Many singers and actresses have also spoken about their experiences of choosing to end a pregnancy as adolescents, including Mila Jovovich, Ashley Judd, Ireland Baldwin, Alissa Milano, Lilly Allen, Uma Thurman, Jennifer Grey... Thurman wrote in an opinion piece in The Washington Post that “[it] hurt terribly, but I didn’t complain. I had internalized so much shame that I felt I deserved the pain.” The Kill Bill star decided to terminate her pregnancy in her late teens while in Germany, a decision she reached with her family. “The abortion I had as a teenager was the hardest decision of my life, one that caused me anguish then and that saddens me even now,” she said. The Pulp Fiction star now has three children, Maya, 23; Levon Roan, 19; and Luna, nine, whom she described as her “pride and joy.” As Lucía Torres explains, “Many teenagers report suffering a lot in the process of having an abortion, even if it was a voluntary decision.
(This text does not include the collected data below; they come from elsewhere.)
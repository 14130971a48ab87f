//! Attendance aggregation.

use serde::Serialize;

use crate::RuleError;

/// Minimum attendance, in percent, for a student to be graded.
pub const FREQUENCIA_MINIMA: f64 = 75.0;

text_enum! {
    pub enum PresencaStatus {
        Presente => "PRESENTE",
        Ausente => "AUSENTE",
        /// Absence with an accepted justification; counts as attended.
        Justificado => "JUSTIFICADO",
    }
}

/// Lesson-hour counts of one student. Each record is weighted by the number
/// of lessons the logged aula covers.
#[derive(Debug, Clone, Copy, Default, PartialEq, Serialize)]
pub struct ResumoFrequencia {
    pub aulas: i64,
    pub presencas: i64,
    pub faltas: i64,
    pub justificadas: i64,
}

impl ResumoFrequencia {
    pub fn registar(&mut self, status: PresencaStatus, quantidade: i64) {
        self.aulas += quantidade;
        match status {
            PresencaStatus::Presente => self.presencas += quantidade,
            PresencaStatus::Ausente => self.faltas += quantidade,
            PresencaStatus::Justificado => self.justificadas += quantidade,
        }
    }

    /// Attendance in percent with two decimals, `None` before any record.
    pub fn frequencia(&self) -> Option<f64> {
        if self.aulas == 0 {
            return None;
        }
        let attended = (self.presencas + self.justificadas) as f64;
        Some(crate::grading::round2(attended * 100.0 / self.aulas as f64))
    }

    pub fn abaixo_do_minimo(&self) -> bool {
        self.frequencia().is_some_and(|f| f < FREQUENCIA_MINIMA)
    }
}

impl FromIterator<(PresencaStatus, i64)> for ResumoFrequencia {
    fn from_iter<I: IntoIterator<Item = (PresencaStatus, i64)>>(iter: I) -> Self {
        let mut resumo = Self::default();
        for (status, quantidade) in iter {
            resumo.registar(status, quantidade);
        }
        resumo
    }
}

pub fn validate_quantidade(quantidade: i64) -> Result<i64, RuleError> {
    if !(1..=10).contains(&quantidade) {
        return Err(RuleError::invalid("quantidade", "must be between 1 and 10"));
    }
    Ok(quantidade)
}

#[cfg(test)]
mod tests {
    use super::*;
    use PresencaStatus::*;

    #[test]
    fn empty_has_no_frequency() {
        let r = ResumoFrequencia::default();
        assert_eq!(r.frequencia(), None);
        assert!(!r.abaixo_do_minimo());
    }

    #[test]
    fn justified_absence_counts_as_attended() {
        let r: ResumoFrequencia = [(Presente, 1), (Justificado, 1), (Ausente, 2)]
            .into_iter()
            .collect();
        assert_eq!(r.aulas, 4);
        assert_eq!(r.faltas, 2);
        assert_eq!(r.frequencia(), Some(50.0));
        assert!(r.abaixo_do_minimo());
    }

    #[test]
    fn lessons_are_weighted_by_quantity() {
        let r: ResumoFrequencia = [(Presente, 2), (Ausente, 1), (Presente, 3)]
            .into_iter()
            .collect();
        assert_eq!(r.aulas, 6);
        assert_eq!(r.frequencia(), Some(83.33));
        assert!(!r.abaixo_do_minimo());
    }

    #[test]
    fn exactly_minimum_passes() {
        let r: ResumoFrequencia = [(Presente, 3), (Ausente, 1)].into_iter().collect();
        assert_eq!(r.frequencia(), Some(75.0));
        assert!(!r.abaixo_do_minimo());
    }

    #[test]
    fn quantity_bounds() {
        assert!(validate_quantidade(0).is_err());
        assert!(validate_quantidade(2).is_ok());
        assert!(validate_quantidade(11).is_err());
    }
}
It’s painful for them to recall how they made the decision, how they faced financial difficulties, their partner’s position at the time and its effect on their relationship, the loneliness and fear of seeing themselves in the operating room, or their uncontrollable crying without understanding why. Often, the story reveals a traumatic component. They talk about how the smell of that room, or some [other] detail, has remained etched in their memory, and it causes them emotional or physical reactions like nausea every time something brings them back to that place.”
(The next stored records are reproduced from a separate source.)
use axum::{
    Json,
    extract::{Path, Query, State},
    http::StatusCode,
};
use rusqlite::Connection;

use dsicola_api::db;
use dsicola_api::{
    AlunoTurmaResponse, AnoLetivoStatus, Capability, CreateTurmaRequest, ListResponse,
    TurmaListQuery, TurmaResponse, service,
};
use dsicola_core::enrollment::validate_capacidade;

use super::auth::AuthUser;
use super::estrutura::check_estrutura;
use super::{load_ano, new_id, tipo_academico};
use crate::error::ApiErr;
use crate::rows;
use crate::storage::{Db, sq_execute, sq_query_map, sq_query_opt};

pub(crate) fn load_turma(conn: &Connection, inst: &str, id: &str) -> Result<TurmaResponse, ApiErr> {
    sq_query_opt(conn, db::turmas::get(inst, id), rows::turma)
        .map_err(ApiErr::from_db("load turma"))?
        .ok_or_else(|| ApiErr::not_found("turma not found"))
}

pub async fn create_turma(
    State(db): State<Db>,
    user: AuthUser,
    Json(req): Json<CreateTurmaRequest>,
) -> Result<(StatusCode, Json<TurmaResponse>), ApiErr> {
    user.require(Capability::ManageAcademicStructure)?;
    let inst = user.tenant()?;
    let nome = service::validate_text("nome", &req.nome, 64)?;
    validate_capacidade(req.capacidade)?;
    let classe_id = service::optional_text(req.classe_id.as_deref());
    let curso_id = service::optional_text(req.curso_id.as_deref());

    let conn = db.conn();
    let ano = load_ano(&conn, inst, &req.ano_letivo_id)?;
    if ano.status == AnoLetivoStatus::Encerrado {
        return Err(ApiErr::conflict(format!(
            "ano letivo {} is {}",
            ano.ano, ano.status
        )));
    }
    tipo_academico(&conn, inst)?.check_vinculo(classe_id.is_some(), curso_id.is_some())?;
    check_estrutura(&conn, inst, classe_id.as_deref(), curso_id.as_deref())?;

    let id = new_id();
    sq_execute(
        &conn,
        db::turmas::insert(
            inst,
            &db::turmas::NewTurma {
                id: &id,
                ano_letivo_id: &ano.id,
                nome: &nome,
                classe_id: classe_id.as_deref(),
                curso_id: curso_id.as_deref(),
                turno: req.turno.as_str(),
                capacidade: req.capacidade,
            },
        ),
    )
    .map_err(ApiErr::from_write(
        "insert turma",
        "a turma with this name already exists in the ano letivo",
    ))?;

    tracing::info!(instituicao_id = %inst, turma_id = %id, "turma created");
    Ok((StatusCode::CREATED, Json(load_turma(&conn, inst, &id)?)))
}

pub async fn list_turmas(
    State(db): State<Db>,
    user: AuthUser,
    Query(q): Query<TurmaListQuery>,
) -> Result<Json<ListResponse<TurmaResponse>>, ApiErr> {
    let inst = user.tenant()?;
    let conn = db.conn();
    let items = sq_query_map(
        &conn,
        db::turmas::list(inst, q.ano_letivo_id.as_deref()),
        rows::turma,
    )
    .map_err(ApiErr::from_db("list turmas"))?;
    Ok(Json(items.into()))
}

pub async fn get_turma(
    State(db): State<Db>,
    user: AuthUser,
    Path(id): Path<String>,
) -> Result<Json<TurmaResponse>, ApiErr> {
    let inst = user.tenant()?;
    let conn = db.conn();
    Ok(Json(load_turma(&conn, inst, &id)?))
}

/// Students actively enrolled in the turma.
pub async fn list_alunos_turma(
    State(db): State<Db>,
    user: AuthUser,
    Path(id): Path<String>,
) -> Result<Json<ListResponse<AlunoTurmaResponse>>, ApiErr> {
    let inst = user.tenant()?;
    let conn = db.conn();
    load_turma(&conn, inst, &id)?;
    let items = sq_query_map(&conn, db::turmas::list_alunos(inst, &id), rows::aluno_turma)
        .map_err(ApiErr::from_db("list alunos da turma"))?;
    Ok(Json(items.into()))
}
Like Uma Thurman, Jennifer Grey had a hard time as well. In her memoir, Out of the Corner, the star of Dirty Dancing—a film in which one of the dancers undergoes an illegal abortion in the 1960s—detailed her life of excess and rebellious adolescence, as well as her abortion at age 16. “No teenager should be swimming in waters that dark,” she wrote. “I wouldn’t have my life. I wouldn’t have had the career I had, I wouldn’t have had anything. And it wasn’t for lack of taking it seriously. I’d always wanted a child. I just didn’t want a child as a teenager,” the actress explained in an interview with the Los Angeles Times when her autobiography came out. At 41, Grey gave birth to her daughter, Stella Gregg, 20, with her then-husband Clark Gregg. “It’s such a grave decision. And it stays with you…[Overturning Roe] is just so fundamentally wrong, and it is sounding a bell for all women to rise up and use their voice now because we have assumed, since 1973, that our choice was safe and that it was never going to be overturned.”
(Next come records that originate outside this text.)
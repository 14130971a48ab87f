use anyhow::{Context, Result};
use rusqlite::{Connection, OptionalExtension, Row, params_from_iter, types::Value as SqlValue};
use std::path::Path;
use std::sync::{Arc, Mutex, MutexGuard};

use dsicola_api::db::{self, Built};
use dsicola_api::{Role, crypto, service};

/// Shared database state
#[derive(Clone)]
pub struct Db {
    conn: Arc<Mutex<Connection>>,
}

impl Db {
    /// Lock the connection, recovering from a poisoned mutex.
    pub fn conn(&self) -> MutexGuard<'_, Connection> {
        self.conn.lock().unwrap_or_else(|poisoned| poisoned.into_inner())
    }
}

/// Initialize the database: open connection, enable WAL, run migrations
pub fn init_db(data_dir: &Path) -> Result<Db> {
    std::fs::create_dir_all(data_dir)?;
    let db_path = data_dir.join("dsicola.db");
    let conn = Connection::open(&db_path).context("opening SQLite database")?;

    conn.execute_batch("PRAGMA journal_mode=WAL;")?;
    conn.execute_batch("PRAGMA foreign_keys=ON;")?;

    run_migrations(&conn)?;

    Ok(Db {
        conn: Arc::new(Mutex::new(conn)),
    })
}

fn run_migrations(conn: &Connection) -> Result<()> {
    conn.execute_batch(
        "CREATE TABLE IF NOT EXISTS _migrations (
            id INTEGER PRIMARY KEY,
            name TEXT NOT NULL UNIQUE,
            applied_at TEXT NOT NULL DEFAULT (datetime('now'))
        );",
    )?;

    for (name, sql) in db::migrations::MIGRATIONS {
        let already_applied: bool = conn.query_row(
            "SELECT COUNT(*) > 0 FROM _migrations WHERE name = ?1",
            [name],
            |row| row.get(0),
        )?;

        if !already_applied {
            conn.execute_batch(sql)
                .with_context(|| format!("running migration {name}"))?;
            conn.execute("INSERT INTO _migrations (name) VALUES (?1)", [name])?;
            tracing::info!("applied migration: {name}");
        }
    }

    Ok(())
}

/// Create the platform super admin from env credentials unless one exists.
pub fn bootstrap_super_admin(store: &Db, email: &str, password: &str, iterations: u32) -> Result<()> {
    let conn = store.conn();
    let exists: bool = sq_query_row(&conn, db::users::super_admin_exists(), |row| row.get(0))?;
    if exists {
        return Ok(());
    }

    let email = service::validate_email(email).map_err(anyhow::Error::msg)?;
    service::validate_password(password).map_err(anyhow::Error::msg)?;
    let password_hash = crypto::hash_password(password, iterations).map_err(anyhow::Error::msg)?;
    let id = uuid::Uuid::new_v4().to_string();

    sq_execute(
        &conn,
        db::users::insert(&db::users::NewUser {
            id: &id,
            instituicao_id: None,
            email: &email,
            nome: "Super Admin",
            role: Role::SuperAdmin.as_str(),
            password_hash: &password_hash,
            numero_identificacao: None,
            telefone: None,
            must_change_password: false,
        }),
    )
    .context("creating super admin")?;

    tracing::info!(email = %email, "super admin created");
    Ok(())
}

// ---------------------------------------------------------------------------
// sea-query bridge
// ---------------------------------------------------------------------------

fn bind(values: sea_query::Values) -> impl Iterator<Item = SqlValue> {
    values.0.into_iter().map(to_sql_value)
}

fn to_sql_value(value: sea_query::Value) -> SqlValue {
    use sea_query::Value as V;
    match value {
        V::Bool(Some(b)) => SqlValue::Integer(i64::from(b)),
        V::TinyInt(Some(i)) => SqlValue::Integer(i64::from(i)),
        V::SmallInt(Some(i)) => SqlValue::Integer(i64::from(i)),
        V::Int(Some(i)) => SqlValue::Integer(i64::from(i)),
        V::BigInt(Some(i)) => SqlValue::Integer(i),
        V::TinyUnsigned(Some(u)) => SqlValue::Integer(i64::from(u)),
        V::SmallUnsigned(Some(u)) => SqlValue::Integer(i64::from(u)),
        V::Unsigned(Some(u)) => SqlValue::Integer(i64::from(u)),
        V::BigUnsigned(Some(u)) => SqlValue::Integer(i64::try_from(u).unwrap_or(i64::MAX)),
        V::Float(Some(f)) => SqlValue::Real(f64::from(f)),
        V::Double(Some(f)) => SqlValue::Real(f),
        V::String(Some(s)) => SqlValue::Text(*s),
        V::Char(Some(c)) => SqlValue::Text(c.to_string()),
        V::Bytes(Some(b)) => SqlValue::Blob(*b),
        _ => SqlValue::Null,
    }
}

/// Run a built INSERT/UPDATE/DELETE; returns affected rows.
pub fn sq_execute(conn: &Connection, (sql, values): Built) -> rusqlite::Result<usize> {
    conn.execute(&sql, params_from_iter(bind(values)))
}

/// Run a built SELECT expecting exactly one row.
pub fn sq_query_row<T, F>(conn: &Connection, (sql, values): Built, f: F) -> rusqlite::Result<T>
where
    F: FnOnce(&Row<'_>) -> rusqlite::Result<T>,
{
    conn.query_row(&sql, params_from_iter(bind(values)), f)
}

/// Run a built SELECT returning at most one row.
pub fn sq_query_opt<T, F>(conn: &Connection, built: Built, f: F) -> rusqlite::Result<Option<T>>
where
    F: FnOnce(&Row<'_>) -> rusqlite::Result<T>,
{
    sq_query_row(conn, built, f).optional()
}

/// Run a built SELECT and map every row.
pub fn sq_query_map<T, F>(conn: &Connection, (sql, values): Built, f: F) -> rusqlite::Result<Vec<T>>
where
    F: FnMut(&Row<'_>) -> rusqlite::Result<T>,
{
    let mut stmt = conn.prepare(&sql)?;
    let rows = stmt.query_map(params_from_iter(bind(values)), f)?;
    rows.collect()
}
All the experiences that celebrities have shared involve guilt and trauma, but they also reflect a commitment to continue standing up for women’s reproductive rights. Feminist and activist Gloria Steinem promised Dr. John Sharpe, the doctor who performed her abortion in London in 1957, that she would do what she wanted with her life. As she wrote when she dedicated her book My Life on the Road to the doctor: “I have done the best I could.”